:: Work to complete ::
Looking at each line of the data below, tally those that contain the word "PartialEq" and give only the total.

:: Input ::
····················

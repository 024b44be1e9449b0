//! The simulation engine.
//!
//! Owns the components and the connection system and advances logical time.
//! Every tick runs in fixed phases:
//!
//! 1. clock phase: due delayed writes and every `Source` component are
//!    committed first, so clock edges are visible to the rest of the tick;
//! 2. sequential components whose clock saw their active edge, plus
//!    combinational components whose inputs changed, step against the
//!    committed values;
//! 3. all outputs are committed at once;
//! 4. combinational components re-step until no input changes, bounded by
//!    the settle-iteration cap;
//! 5. next states are applied, the tick counter advances and observers are
//!    notified.
//!
//! A fault in any phase rewinds the tick: committed values, clock edge
//! memory and queued delayed writes return to the tick boundary, so a halted
//! engine shows the last consistent state.
//!
//! Components are always visited in registration (id) order and the
//! parallel compute phase merges results in that same order, so runs over
//! the same board and stimuli are identical.

use parking_lot::Mutex;
use serde::{Deserialize, Serialize};
use std::collections::{BTreeMap, VecDeque};
use std::fmt;
use std::sync::atomic::{AtomicBool, Ordering};
use std::sync::Arc;
use std::thread;
use tracing::{debug, error, info, warn};

use crate::bus::NetPolicy;
use crate::component::{
    check_pins, Activation, Component, ComponentDescriptor, ComponentLogic, Inputs, StateBlob, StepResult,
};
use crate::connection::{ConnectionStats, ConnectionSystem, DriveState};
use crate::debug::{Snapshot, TickObserver, Watch};
use crate::error::{ComponentFault, DriveConflict, EngineError, GraphError, LibraryError, SimulationFault};
use crate::library::ComponentLibrary;
use crate::pin::{PinValue, SignalClass};
use crate::types::{ComponentId, NetId, PinId, Tick};

#[derive(Debug, Clone, Copy, PartialEq, Eq, Hash, Serialize, Deserialize)]
#[serde(rename_all = "snake_case")]
pub enum EngineState {
    Idle,
    Running,
    Paused,
    Halted,
}

/// Engine tuning. Every field has a working default.
#[derive(Debug, Clone, PartialEq, Eq, Serialize, Deserialize)]
#[serde(default)]
pub struct EngineConfig {
    /// Maximum combinational passes per tick. `None` means the number of
    /// combinational components plus one.
    pub settle_iteration_cap: Option<usize>,
    /// `run()` pauses once the tick counter reaches this value.
    pub tick_limit: Option<Tick>,
    /// Number of recent non-fatal drive conflicts kept for inspection.
    pub warning_capacity: usize,
    /// Step independent components on worker threads.
    pub parallel: bool,
}

impl Default for EngineConfig {
    fn default() -> Self {
        EngineConfig {
            settle_iteration_cap: None,
            tick_limit: None,
            warning_capacity: 256,
            parallel: false,
        }
    }
}

/// Pause and cancel requests, honoured at the next tick boundary.
#[derive(Debug, Clone, Default)]
pub struct ControlHandle {
    pause: Arc<AtomicBool>,
    cancel: Arc<AtomicBool>,
}

impl ControlHandle {
    pub fn pause(&self) {
        self.pause.store(true, Ordering::SeqCst);
    }

    pub fn cancel(&self) {
        self.cancel.store(true, Ordering::SeqCst);
    }

    pub fn pause_requested(&self) -> bool {
        self.pause.load(Ordering::SeqCst)
    }

    pub fn cancel_requested(&self) -> bool {
        self.cancel.load(Ordering::SeqCst)
    }

    fn take_pause(&self) -> bool {
        self.pause.swap(false, Ordering::SeqCst)
    }

    fn take_cancel(&self) -> bool {
        self.cancel.swap(false, Ordering::SeqCst)
    }

    fn clear(&self) {
        self.pause.store(false, Ordering::SeqCst);
        self.cancel.store(false, Ordering::SeqCst);
    }
}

····················

:: Written reply ::
2